Exercise =
How many lines within the records include the word "Value"? Only that number should be given.

Recorded data
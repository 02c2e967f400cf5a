//! Test utilities shared across the workspace.
//! Only compiled when running tests or with the `testing` feature.

use std::collections::VecDeque;
use std::sync::Mutex;

use async_trait::async_trait;

use crate::error::Error;
use crate::message::{Message, StreamChunk, ToolCall, Usage};
use crate::provider::{CompletionRequest, CompletionResponse, FinishReason, Provider, StreamResult};

/// A provider that replays scripted streaming responses.
///
/// Each queued script answers one `stream()` (or `complete()`) call, in FIFO
/// order. With nothing queued, calls fail.
pub struct MockProvider {
    scripts: Mutex<VecDeque<Vec<StreamChunk>>>,
    /// Captured requests (for assertion).
    pub captured_requests: Mutex<Vec<CompletionRequest>>,
}

impl MockProvider {
    pub fn new() -> Self {
        Self {
            scripts: Mutex::new(VecDeque::new()),
            captured_requests: Mutex::new(Vec::new()),
        }
    }

    /// Queue a raw chunk script.
    pub fn queue_chunks(&self, chunks: Vec<StreamChunk>) {
        self.scripts.lock().unwrap().push_back(chunks);
    }

    /// Queue a plain text answer delivered as the given deltas.
    pub fn queue_stream_text(&self, deltas: &[&str]) {
        let mut chunks: Vec<StreamChunk> = deltas
            .iter()
            .map(|d| StreamChunk::Delta {
                content: d.to_string(),
            })
            .collect();
        chunks.push(StreamChunk::Done {
            usage: Some(Usage::new(10, deltas.len() as u32)),
        });
        self.queue_chunks(chunks);
    }

    /// Queue a response that asks for a single tool call.
    pub fn queue_tool_call(&self, id: &str, name: &str, arguments: serde_json::Value) {
        let args = arguments.to_string();
        let mid = (0..=args.len() / 2)
            .rev()
            .find(|i| args.is_char_boundary(*i))
            .unwrap_or(0);
        let (head, tail) = args.split_at(mid);
        self.queue_chunks(vec![
            StreamChunk::ToolCallStart {
                id: id.to_string(),
                name: name.to_string(),
            },
            StreamChunk::ToolCallDelta {
                arguments: head.to_string(),
            },
            StreamChunk::ToolCallDelta {
                arguments: tail.to_string(),
            },
            StreamChunk::Done { usage: None },
        ]);
    }

    pub fn request_count(&self) -> usize {
        self.captured_requests.lock().unwrap().len()
    }

    pub fn last_request(&self) -> Option<CompletionRequest> {
        self.captured_requests.lock().unwrap().last().cloned()
    }

    fn next_script(&self, request: CompletionRequest) -> Result<Vec<StreamChunk>, Error> {
        self.captured_requests.lock().unwrap().push(request);
        self.scripts
            .lock()
            .unwrap()
            .pop_front()
            .ok_or_else(|| Error::Unknown("No mock response queued".to_string()))
    }
}

impl Default for MockProvider {
    fn default() -> Self {
        Self::new()
    }
}

#[async_trait]
impl Provider for MockProvider {
    fn name(&self) -> &str {
        "mock"
    }

    fn default_model(&self) -> Option<&str> {
        None
    }

    async fn complete(&self, request: CompletionRequest) -> Result<CompletionResponse, Error> {
        let mut content = String::new();
        let mut tool_calls: Vec<ToolCall> = Vec::new();
        let mut args = Vec::new();

        for chunk in self.next_script(request)? {
            match chunk {
                StreamChunk::Delta { content: delta } => content.push_str(&delta),
                StreamChunk::ToolCallStart { id, name } => {
                    tool_calls.push(ToolCall::new(id, name, serde_json::Value::Null));
                    args.push(String::new());
                }
                StreamChunk::ToolCallDelta { arguments } => {
                    if let Some(last) = args.last_mut() {
                        last.push_str(&arguments);
                    }
                }
                StreamChunk::Done { .. } => {}
            }
        }
        for (call, raw) in tool_calls.iter_mut().zip(args) {
            call.arguments = serde_json::from_str(&raw)?;
        }

        let finish_reason = if tool_calls.is_empty() {
            FinishReason::Stop
        } else {
            FinishReason::ToolCalls
        };

        Ok(CompletionResponse {
            message: Message::assistant_with_tool_calls(content, tool_calls),
            usage: Usage::default(),
            model: "mock-model".to_string(),
            finish_reason,
        })
    }

    async fn stream(&self, request: CompletionRequest) -> Result<StreamResult, Error> {
        let chunks = self.next_script(request)?;
        Ok(Box::pin(futures::stream::iter(chunks.into_iter().map(Ok))))
    }
}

Solution for this exercise =
2